Alan Garcia, who was president of Peru from 1985 to 1990, has been sworn in again as the leader of the Andean nation. His previous administration is blamed for running the country into economic ruin, but he has promised not to repeat the mistakes of his past. In Miami, Lisa Ferdinando examines the situation in Peru and the issues facing the new administration.
The 57-year-old Garcia has pledged to fight corruption and poverty, and his second chance at office comes after years of strong economic growth under outgoing President Alejandro Toledo.
Mr. Garcia won in a run-off in June against nationalist candidate Ollanta Humala, a former military officer who was endorsed by Venezuelan President Hugo Chavez.
During his previous rule, Mr. Garcia's policies triggered hyperinflation and led to food shortages, and amid the economic chaos, guerrillas were waging a terrorist campaign.
Susan Purcell, who is the director of the Center for Hemispheric Policy at the University of Miami, says she believes Mr. Garcia was elected in great part because he was the least objectionable of the two remaining candidates. But she says there is reason to be optimistic.
"Garcia knows what he has to do," she said. "He's an extremely capable and quite charismatic politician. He does want to change the legacy, the very negative legacy, of his first term into a more positive legacy for the history books."
Mr. Garcia now faces the task of reaching out to the country's sizable poor population, particularly in indigenous communities, where support for his political rival was strong.
"The real challenge ahead is to continue the kinds of macroeconomic policies that have led to growth and if possible enhance the rate of growth in Peru, but at the same time begin to address the social problems, especially unemployment and poverty, and especially in areas in the country that are heavily indigenous, such as the southern and middle highlands regions," said Peter DeShazo, the director of the America's Program at the Center for Strategic and International Studies in Washington.
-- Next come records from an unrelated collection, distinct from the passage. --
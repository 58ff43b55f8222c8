//! Hash catalog
//!
//! Loads a canonical hash list the way a hash lookup server would: every
//! non-blank line must be a single hash of one algorithm, and the sorted list
//! must not contain duplicates. Lookups are binary searches.

use regex::Regex;
use std::path::Path;

use crate::encoding::LineScanner;
use crate::error::{ConvertError, Result};
use crate::matcher::{patterns, HashAlgorithm};
use crate::progress::{ProgressReporter, ProgressSink};

/// Sorted, duplicate-free set of uppercase hashes
#[derive(Debug, Clone)]
pub struct HashCatalog {
    hashes: Vec<String>,
    algorithm: Option<HashAlgorithm>,
}

impl HashCatalog {
    /// Load and check a canonical hash list
    pub fn load(path: &Path, progress: &mut dyn ProgressSink) -> Result<Self> {
        let canonical = Regex::new(patterns::CANONICAL_HASH)
            .map_err(|e| ConvertError::InvalidArgument(e.to_string()))?;
        let scanner = LineScanner::open(path)?;
        let mut reporter = ProgressReporter::new(progress, 1_000_000);

        let mut hashes = Vec::new();
        let mut algorithm: Option<HashAlgorithm> = None;

        for (index, line) in scanner.enumerate() {
            let mut line = line?;
            if line.is_empty() {
                continue;
            }
            line.make_ascii_uppercase();

            let corrupt = || ConvertError::CorruptHashList {
                path: path.to_path_buf(),
                line_number: index + 1,
                line: line.clone(),
            };

            if !canonical.is_match(&line) {
                return Err(corrupt());
            }
            match algorithm {
                None => algorithm = HashAlgorithm::from_hex_len(line.len()),
                Some(a) if a.hex_len() != line.len() => return Err(corrupt()),
                Some(_) => {}
            }

            hashes.push(line);
            reporter.record();
        }
        reporter.finish();

        log::info!("Read {} hashes from {:?}", hashes.len(), path);

        Self::from_sorted_check(hashes, algorithm)
    }

    fn from_sorted_check(mut hashes: Vec<String>, algorithm: Option<HashAlgorithm>) -> Result<Self> {
        hashes.sort_unstable();

        if let Some(pair) = hashes.windows(2).find(|w| w[0] == w[1]) {
            return Err(ConvertError::DuplicateHash {
                hash: pair[0].clone(),
            });
        }

        Ok(Self { hashes, algorithm })
    }

    /// Whether `hash` is present (case-insensitive)
    pub fn contains(&self, hash: &str) -> bool {
        let query = hash.trim().to_ascii_uppercase();
        self.hashes.binary_search(&query).is_ok()
    }

    pub fn len(&self) -> usize {
        self.hashes.len()
    }

    pub fn is_empty(&self) -> bool {
        self.hashes.is_empty()
    }

    /// Algorithm shared by every entry, `None` for an empty catalog
    pub fn algorithm(&self) -> Option<HashAlgorithm> {
        self.algorithm
    }
}
//! nsrl-convert - canonical NSRL hash lists from text and CSV exports
//!
//! Main entry point for the command-line application.

use clap::Parser;
use colored::*;
use std::process;

use nsrl_convert::catalog::HashCatalog;
use nsrl_convert::cli::Args;
use nsrl_convert::error::{exit_code, ConvertError};
use nsrl_convert::processor::{Converter, ConverterConfig};
use nsrl_convert::progress::{
    print_banner, print_bullet, print_error, print_header, print_info, print_success,
    print_warning, NullProgress, ProgressSink, SpinnerProgress,
};

fn main() {
    // Parse command-line arguments
    let args = Args::parse();

    // Set up logging
    if args.verbose {
        std::env::set_var("RUST_LOG", "debug");
    } else if !args.quiet {
        std::env::set_var("RUST_LOG", "info");
    }
    env_logger::init();

    if let Err(e) = run(&args) {
        print_error(&format!("{}", e));

        if args.verbose {
            let mut source = e.source();
            while let Some(err) = source {
                print_error(&format!("  Caused by: {}", err));
                source = err.source();
            }
        }

        process::exit(exit_code_for(&e));
    }
}

/// Process exit code for a failed run
fn exit_code_for(e: &anyhow::Error) -> i32 {
    e.downcast_ref::<ConvertError>()
        .map(ConvertError::exit_code)
        .unwrap_or(exit_code::FAILURE)
}

fn run(args: &Args) -> anyhow::Result<()> {
    // Print banner unless quiet mode
    if !args.quiet {
        print_banner();
    }

    let input = args.input_path()?;
    let config = ConverterConfig::from_args(args)?;

    if !args.quiet && args.verbose {
        print_config(args, &config);
    }

    let converter = Converter::new(config)?;

    if !args.quiet {
        print_header(&format!("Extracting hashes from {:?}...", input));
    }

    let mut progress = progress_sink(args.quiet, "Hashes processed");
    let stats = converter.convert(&input, progress.as_mut())?;

    if !args.quiet {
        stats.print_summary();
    }

    if args.needs_catalog() {
        if args.dry_run {
            print_warning("Dry run: nothing written, skipping --verify and --query");
        } else {
            let mut progress = progress_sink(args.quiet, "Hashes loaded");
            let catalog = converter.load_catalog(progress.as_mut())?;
            report_catalog(args, &catalog);
        }
    }

    Ok(())
}

fn progress_sink(quiet: bool, label: &str) -> Box<dyn ProgressSink> {
    if quiet {
        Box::new(NullProgress)
    } else {
        Box::new(SpinnerProgress::new(label))
    }
}

/// Print verification and lookup results
fn report_catalog(args: &Args, catalog: &HashCatalog) {
    if args.verify && !args.quiet {
        print_header("Verification");
        let algorithm = catalog
            .algorithm()
            .map(|a| a.to_string())
            .unwrap_or_else(|| "none".to_string());
        print_success(&format!(
            "{:?} is a valid hash list: {} unique {} hashes",
            args.output,
            catalog.len(),
            algorithm
        ));
    }

    if args.query.is_empty() {
        return;
    }

    if !args.quiet {
        print_header("Lookup");
    }
    for hash in &args.query {
        let found = catalog.contains(hash);
        if args.quiet {
            println!("{} {}", hash, if found { 1 } else { 0 });
        } else if found {
            print_bullet(&format!("{} {}", hash, "found".green()));
        } else {
            print_bullet(&format!("{} {}", hash, "not found".yellow()));
        }
    }
}

/// Print configuration summary
fn print_config(args: &Args, config: &ConverterConfig) {
    print_header("Configuration");

    print_info(&format!("Input:        {:?}", args.input));
    print_info(&format!("Output:       {:?}", config.output_path));
    print_info(&format!("Matcher:      {:?}", config.matcher));
    print_info(&format!("Sort:         {}", config.normalize.sort));
    print_info(&format!("Dedup:        {}", config.normalize.dedup));
    print_info(&format!("Dry run:      {}", config.dry_run));
    print_info(&format!("Progress:     every {} hashes", config.progress_interval));
}
//! Progress display module
//!
//! Styled console output, progress sinks and run statistics. The conversion
//! core only talks to [`ProgressSink`], so it runs without a terminal.

use bytesize::ByteSize;
use colored::*;
use indicatif::{ProgressBar, ProgressStyle};
use std::path::PathBuf;
use std::time::{Duration, Instant};

use crate::matcher::HashAlgorithm;

/// Default number of records between progress updates
pub const DEFAULT_PROGRESS_INTERVAL: u64 = 1000;

/// Color theme for the tool
pub mod theme {
    use colored::Color;

    pub const PRIMARY: Color = Color::Green;
    pub const ACCENT: Color = Color::Cyan;
    pub const WARNING: Color = Color::Yellow;
    pub const ERROR: Color = Color::Red;
}

/// Print the application banner
pub fn print_banner() {
    let banner = format!(
        r#"
╔══════════════════════════════════════════════════════════════╗
║                                                              ║
║   ███╗   ██╗███████╗██████╗ ██╗                              ║
║   ████╗  ██║██╔════╝██╔══██╗██║                              ║
║   ██╔██╗ ██║███████╗██████╔╝██║                              ║
║   ██║╚██╗██║╚════██║██╔══██╗██║                              ║
║   ██║ ╚████║███████║██║  ██║███████╗                         ║
║   ╚═╝  ╚═══╝╚══════╝╚═╝  ╚═╝╚══════╝   convert               ║
║                                                              ║
║          Canonical hash lists from text and CSV exports      ║
{}
╚══════════════════════════════════════════════════════════════╝
"#,
        banner_version_line()
    );

    println!("{}", banner.color(theme::PRIMARY));
}

/// Right-aligned package version inside the banner frame
fn banner_version_line() -> String {
    let version = format!("v{}", env!("CARGO_PKG_VERSION"));
    format!("║{:>57}     ║", version)
}

/// Print a section header
pub fn print_header(text: &str) {
    println!("\n{} {}", "▶".color(theme::PRIMARY), text.color(theme::PRIMARY).bold());
}

/// Print an info message
pub fn print_info(text: &str) {
    println!("  {} {}", "ℹ".color(theme::ACCENT), text);
}

/// Print a success message
pub fn print_success(text: &str) {
    println!("  {} {}", "✔".green(), text.green());
}

/// Print a warning message
pub fn print_warning(text: &str) {
    println!("  {} {}", "⚠".color(theme::WARNING), text.color(theme::WARNING));
}

/// Print an error message
pub fn print_error(text: &str) {
    eprintln!("  {} {}", "✖".color(theme::ERROR), text.color(theme::ERROR));
}

/// Print a bullet point
pub fn print_bullet(text: &str) {
    println!("  {} {}", "•".green(), text);
}

/// Create a styled spinner for indeterminate progress
pub fn create_spinner(msg: &str) -> ProgressBar {
    let pb = ProgressBar::new_spinner();

    pb.set_style(
        ProgressStyle::default_spinner()
            .template("{spinner:.green} [{elapsed_precise}] {msg}")
            .unwrap_or_else(|_| ProgressStyle::default_spinner())
            .tick_chars("⠁⠂⠄⡀⢀⠠⠐⠈ "),
    );

    pb.set_message(msg.to_string());
    pb.enable_steady_tick(Duration::from_millis(100));

    pb
}

/// Receives progress updates from the conversion core
pub trait ProgressSink {
    /// Called every N processed records with the running total
    fn update(&mut self, processed: u64);

    /// Called once when processing ends
    fn finish(&mut self, processed: u64);
}

/// Discards all progress
#[derive(Debug, Default, Clone, Copy)]
pub struct NullProgress;

impl ProgressSink for NullProgress {
    fn update(&mut self, _processed: u64) {}

    fn finish(&mut self, _processed: u64) {}
}

/// Adapts a closure into a progress sink
pub struct CallbackProgress<F: FnMut(u64, bool)> {
    callback: F,
}

impl<F: FnMut(u64, bool)> CallbackProgress<F> {
    /// `callback(processed, finished)`
    pub fn new(callback: F) -> Self {
        Self { callback }
    }
}

impl<F: FnMut(u64, bool)> ProgressSink for CallbackProgress<F> {
    fn update(&mut self, processed: u64) {
        (self.callback)(processed, false);
    }

    fn finish(&mut self, processed: u64) {
        (self.callback)(processed, true);
    }
}

/// Overwriting terminal counter
pub struct SpinnerProgress {
    bar: ProgressBar,
    label: String,
}

impl SpinnerProgress {
    pub fn new(label: &str) -> Self {
        Self {
            bar: create_spinner(&format!("{}: 0", label)),
            label: label.to_string(),
        }
    }
}

impl ProgressSink for SpinnerProgress {
    fn update(&mut self, processed: u64) {
        self.bar
            .set_message(format!("{}: {}", self.label, format_number(processed)));
    }

    fn finish(&mut self, processed: u64) {
        self.bar.finish_with_message(format!(
            "{}: {}",
            self.label,
            format_number(processed).green()
        ));
    }
}

/// Counts records and notifies a sink at a fixed cadence
pub struct ProgressReporter<'a> {
    sink: &'a mut dyn ProgressSink,
    interval: u64,
    count: u64,
}

impl<'a> ProgressReporter<'a> {
    pub fn new(sink: &'a mut dyn ProgressSink, interval: u64) -> Self {
        Self {
            sink,
            interval: interval.max(1),
            count: 0,
        }
    }

    /// Record one processed item
    #[inline]
    pub fn record(&mut self) {
        self.count += 1;
        if self.count % self.interval == 0 {
            self.sink.update(self.count);
        }
    }

    /// Report the final count
    pub fn finish(self) -> u64 {
        self.sink.finish(self.count);
        self.count
    }
}

/// Statistics for one conversion run
#[derive(Debug, Clone)]
pub struct ConversionStats {
    pub input: PathBuf,
    pub output: PathBuf,
    pub mode: &'static str,
    pub input_bytes: u64,
    pub lines_scanned: u64,
    pub lossy_lines: u64,
    pub hashes_extracted: u64,
    pub duplicates_removed: u64,
    pub hashes_written: u64,
    pub algorithm: Option<HashAlgorithm>,
    pub dry_run: bool,
    pub start_time: Instant,
}

impl ConversionStats {
    pub fn new(input: PathBuf, output: PathBuf, mode: &'static str) -> Self {
        Self {
            input,
            output,
            mode,
            input_bytes: 0,
            lines_scanned: 0,
            lossy_lines: 0,
            hashes_extracted: 0,
            duplicates_removed: 0,
            hashes_written: 0,
            algorithm: None,
            dry_run: false,
            start_time: Instant::now(),
        }
    }

    pub fn elapsed(&self) -> Duration {
        self.start_time.elapsed()
    }

    pub fn lines_per_second(&self) -> f64 {
        let elapsed = self.elapsed().as_secs_f64();
        if elapsed > 0.0 {
            self.lines_scanned as f64 / elapsed
        } else {
            0.0
        }
    }

    /// Print final statistics
    pub fn print_summary(&self) {
        let title = if self.dry_run {
            "                 DRY RUN COMPLETE"
        } else {
            "                 CONVERSION COMPLETE"
        };

        println!();
        println!("{}", "═".repeat(60).green());
        println!("{}", title.green().bold());
        println!("{}", "═".repeat(60).green());
        println!();

        println!("  {} {:?} ({})", "Input:          ".green(), self.input, ByteSize(self.input_bytes));
        println!("  {} {}", "Mode:           ".green(), self.mode);
        if let Some(algorithm) = self.algorithm {
            println!("  {} {}", "Algorithm:      ".green(), algorithm);
        }
        println!();

        println!("  {} {}", "Lines scanned:  ".green(), format_number(self.lines_scanned));
        println!("  {} {}", "Hashes found:   ".green(), format_number(self.hashes_extracted));
        println!("  {} {}", "Duplicates:     ".yellow(), format_number(self.duplicates_removed));
        println!(
            "  {} {}",
            "Hashes written: ".green().bold(),
            format_number(self.hashes_written).green().bold()
        );

        if self.lossy_lines > 0 {
            println!("  {} {}", "Lossy lines:    ".red(), format_number(self.lossy_lines).red());
        }

        println!();
        println!("  {} {:?}", "Output:         ".green(), self.output);
        println!("  {} {}", "Duration:       ".green(), format_duration(self.elapsed()));
        println!("  {} {:.2} lines/sec", "Throughput:     ".green(), self.lines_per_second());
        println!();
        println!("{}", "═".repeat(60).green());
    }
}

/// Format a number with thousand separators
pub fn format_number(n: u64) -> String {
    let s = n.to_string();
    let mut result = String::new();
    let chars: Vec<char> = s.chars().collect();

    for (i, c) in chars.iter().enumerate() {
        if i > 0 && (chars.len() - i) % 3 == 0 {
            result.push(',');
        }
        result.push(*c);
    }

    result
}

/// Format duration as human-readable string
pub fn format_duration(duration: Duration) -> String {
    let secs = duration.as_secs();

    if secs < 60 {
        format!("{:.1}s", duration.as_secs_f64())
    } else if secs < 3600 {
        let mins = secs / 60;
        let secs = secs % 60;
        format!("{}m {}s", mins, secs)
    } else {
        let hours = secs / 3600;
        let mins = (secs % 3600) / 60;
        format!("{}h {}m", hours, mins)
    }
}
"I think he was a lesser evil," said one man who was attending a Peruvian Independence Day celebration in Miami with his friends. He went on to say that the people do not know who they elected.
But across town, another man, who runs a Peruvian restaurant, had praise for Mr. Garcia and Mr. Toledo, although he says Mr. Toledo neglected the poor.
"Excellent president by the macroeconomic, but he forgot the poor people inside Peru," he said.
Luis Morales is the president of Peruvian Civic Unity, a Florida-based group that works on immigration issues. He says Peruvians want social change.
"They expect from Mr. Alan Garcia improvements in education, in health care, and lower poverty and improvements in jobs in Peru," he said.
But he says, considering Mr. Garcia's track record, he will just wait to see if the comeback president really does make good on all his promises.